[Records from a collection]
───
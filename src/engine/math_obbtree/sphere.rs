use std::fmt::{Debug, Formatter};
use glam::{Vec3, Vec4, Vec4Swizzles};
use crate::{CenterDistance, Intersection, Intersects, IsOnOrInside};
use nab_obbtree::utils::ShortTypeName;

#[derive(Default, Clone, Copy, PartialEq)]
pub struct Sphere(pub Vec4);
impl Sphere
{
    pub const EMPTY: Self = Self(Vec4::ZERO);

    #[inline] #[must_use] pub fn new(center: Vec3, radius: f32) -> Self
    {
        Self(Vec4::new(center.x, center.y, center.z, radius))
    }

    #[inline] #[must_use] pub fn center(&self) -> Vec3 { self.0.xyz() }
    #[inline] #[must_use] pub fn radius(&self) -> f32 { self.0.w }
    #[inline] #[must_use] pub fn radius_squared(&self) -> f32 { self.0.w * self.0.w }

    #[inline] #[must_use]
    pub fn expanded(self, add_radius: f32) -> Self
    {
        Self(Vec4::new(self.0.x, self.0.y, self.0.z, self.0.w + add_radius))
    }
}
impl Debug for Sphere
{
    fn fmt(&self, f: &mut Formatter<'_>) -> std::fmt::Result
    {
        f.debug_struct(Self::short_type_name())
            .field("center", &self.center())
            .field("radius", &self.radius())
            .finish()
    }
}
impl From<Vec4> for Sphere
{
    fn from(value: Vec4) -> Self
    {
        Self(value)
    }
}
impl IsOnOrInside<Vec3> for Sphere
{
    fn rhs_is_on_or_inside(&self, other: Vec3) -> bool
    {
        self.center().distance_squared(other) <= self.radius_squared()
    }
}
impl Intersects<Sphere> for Sphere
{
    fn get_intersection(&self, other: Sphere) -> Intersection
    {
        let dist = self.center().distance(other.center());
        if dist + other.radius() <= self.radius()
        {
            Intersection::FullyContained
        }
        else if dist <= self.radius() + other.radius()
        {
            Intersection::Overlapping
        }
        else
        {
            Intersection::None
        }
    }
}
impl CenterDistance<Sphere> for Sphere
{
    fn center_distance_sq(&self, other: Sphere) -> f32
    {
        self.center().distance_squared(other.center())
    }
}

#[cfg(test)]
mod tests
{
    use super::*;

    #[test]
    fn intersections()
    {
        let a = Sphere::new(Vec3::ZERO, 2.0);
        assert_eq!(a.get_intersection(Sphere::new(Vec3::X, 0.5)), Intersection::FullyContained);
        assert_eq!(a.get_intersection(Sphere::new(Vec3::new(2.5, 0.0, 0.0), 1.0)), Intersection::Overlapping);
        assert_eq!(a.get_intersection(Sphere::new(Vec3::new(5.0, 0.0, 0.0), 1.0)), Intersection::None);
        assert!(!a.get_intersection(Sphere::new(Vec3::new(5.0, 0.0, 0.0), 1.0)).is_any());
    }

    #[test]
    fn distances()
    {
        let a = Sphere::new(Vec3::ZERO, 1.0);
        let b = Sphere::new(Vec3::new(3.0, 4.0, 0.0), 1.0);
        assert_eq!(a.center_distance_sq(b), 25.0);
        assert_eq!(a.center_distance(b), 5.0);
        assert!(a.expanded(1.0).rhs_is_on_or_inside(Vec3::new(0.0, 2.0, 0.0)));
        assert!(!a.rhs_is_on_or_inside(Vec3::new(0.0, 2.0, 0.0)));
    }
}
───
> _Requirement_
Give all of the entries again, word for word.

> _Response_
filename src/engine/math_obbtree/sphere.rs
use std::fmt::{Debug, Formatter};
use glam::{Vec3, Vec4, Vec4Swizzles};
use crate::{CenterDistance, Intersection, Intersects, IsOnOrInside};
use nab_obbtree::utils::ShortTypeName;

#[derive(Default, Clone, Copy, PartialEq)]
pub struct Sphere(pub Vec4);
impl Sphere
{
    pub const EMPTY: Self = Self(Vec4::ZERO);

    #[inline] #[must_use] pub fn new(center: Vec3, radius: f32) -> Self
    {
        Self(Vec4::new(center.x, center.y, center.z, radius))
    }

    #[inline] #[must_use] pub fn center(&self) -> Vec3 { self.0.xyz() }
    #[inline] #[must_use] pub fn radius(&self) -> f32 { self.0.w }
    #[inline] #[must_use] pub fn radius_squared(&self) -> f32 { self.0.w * self.0.w }

    #[inline] #[must_use]
    pub fn expanded(self, add_radius: f32) -> Self
    {
        Self(Vec4::new(self.0.x, self.0.y, self.0.z, self.0.w + add_radius))
    }
}
impl Debug for Sphere
{
    fn fmt(&self, f: &mut Formatter<'_>) -> std::fmt::Result
    {
        f.debug_struct(Self::short_type_name())
            .field("center", &self.center())
            .field("radius", &self.radius())
            .finish()
    }
}
impl From<Vec4> for Sphere
{
    fn from(value: Vec4) -> Self
    {
        Self(value)
    }
}
impl IsOnOrInside<Vec3> for Sphere
{
    fn rhs_is_on_or_inside(&self, other: Vec3) -> bool
    {
        self.center().distance_squared(other) <= self.radius_squared()
    }
}
impl Intersects<Sphere> for Sphere
{
    fn get_intersection(&self, other: Sphere) -> Intersection
    {
        let dist = self.center().distance(other.center());
        if dist + other.radius() <= self.radius()
        {
            Intersection::FullyContained
        }
        else if dist <= self.radius() + other.radius()
        {
            Intersection::Overlapping
        }
        else
        {
            Intersection::None
        }
    }
}
impl CenterDistance<Sphere> for Sphere
{
    fn center_distance_sq(&self, other: Sphere) -> f32
    {
        self.center().distance_squared(other.center())
    }
}

#[cfg(test)]
mod tests
{
    use super::*;

    #[test]
    fn intersections()
    {
        let a = Sphere::new(Vec3::ZERO, 2.0);
        assert_eq!(a.get_intersection(Sphere::new(Vec3::X, 0.5)), Intersection::FullyContained);
        assert_eq!(a.get_intersection(Sphere::new(Vec3::new(2.5, 0.0, 0.0), 1.0)), Intersection::Overlapping);
        assert_eq!(a.get_intersection(Sphere::new(Vec3::new(5.0, 0.0, 0.0), 1.0)), Intersection::None);
        assert!(!a.get_intersection(Sphere::new(Vec3::new(5.0, 0.0, 0.0), 1.0)).is_any());
    }

    #[test]
    fn distances()
    {
        let a = Sphere::new(Vec3::ZERO, 1.0);
        let b = Sphere::new(Vec3::new(3.0, 4.0, 0.0), 1.0);
        assert_eq!(a.center_distance_sq(b), 25.0);
        assert_eq!(a.center_distance(b), 5.0);
        assert!(a.expanded(1.0).rhs_is_on_or_inside(Vec3::new(0.0, 2.0, 0.0)));
        assert!(!a.rhs_is_on_or_inside(Vec3::new(0.0, 2.0, 0.0)));
    }
}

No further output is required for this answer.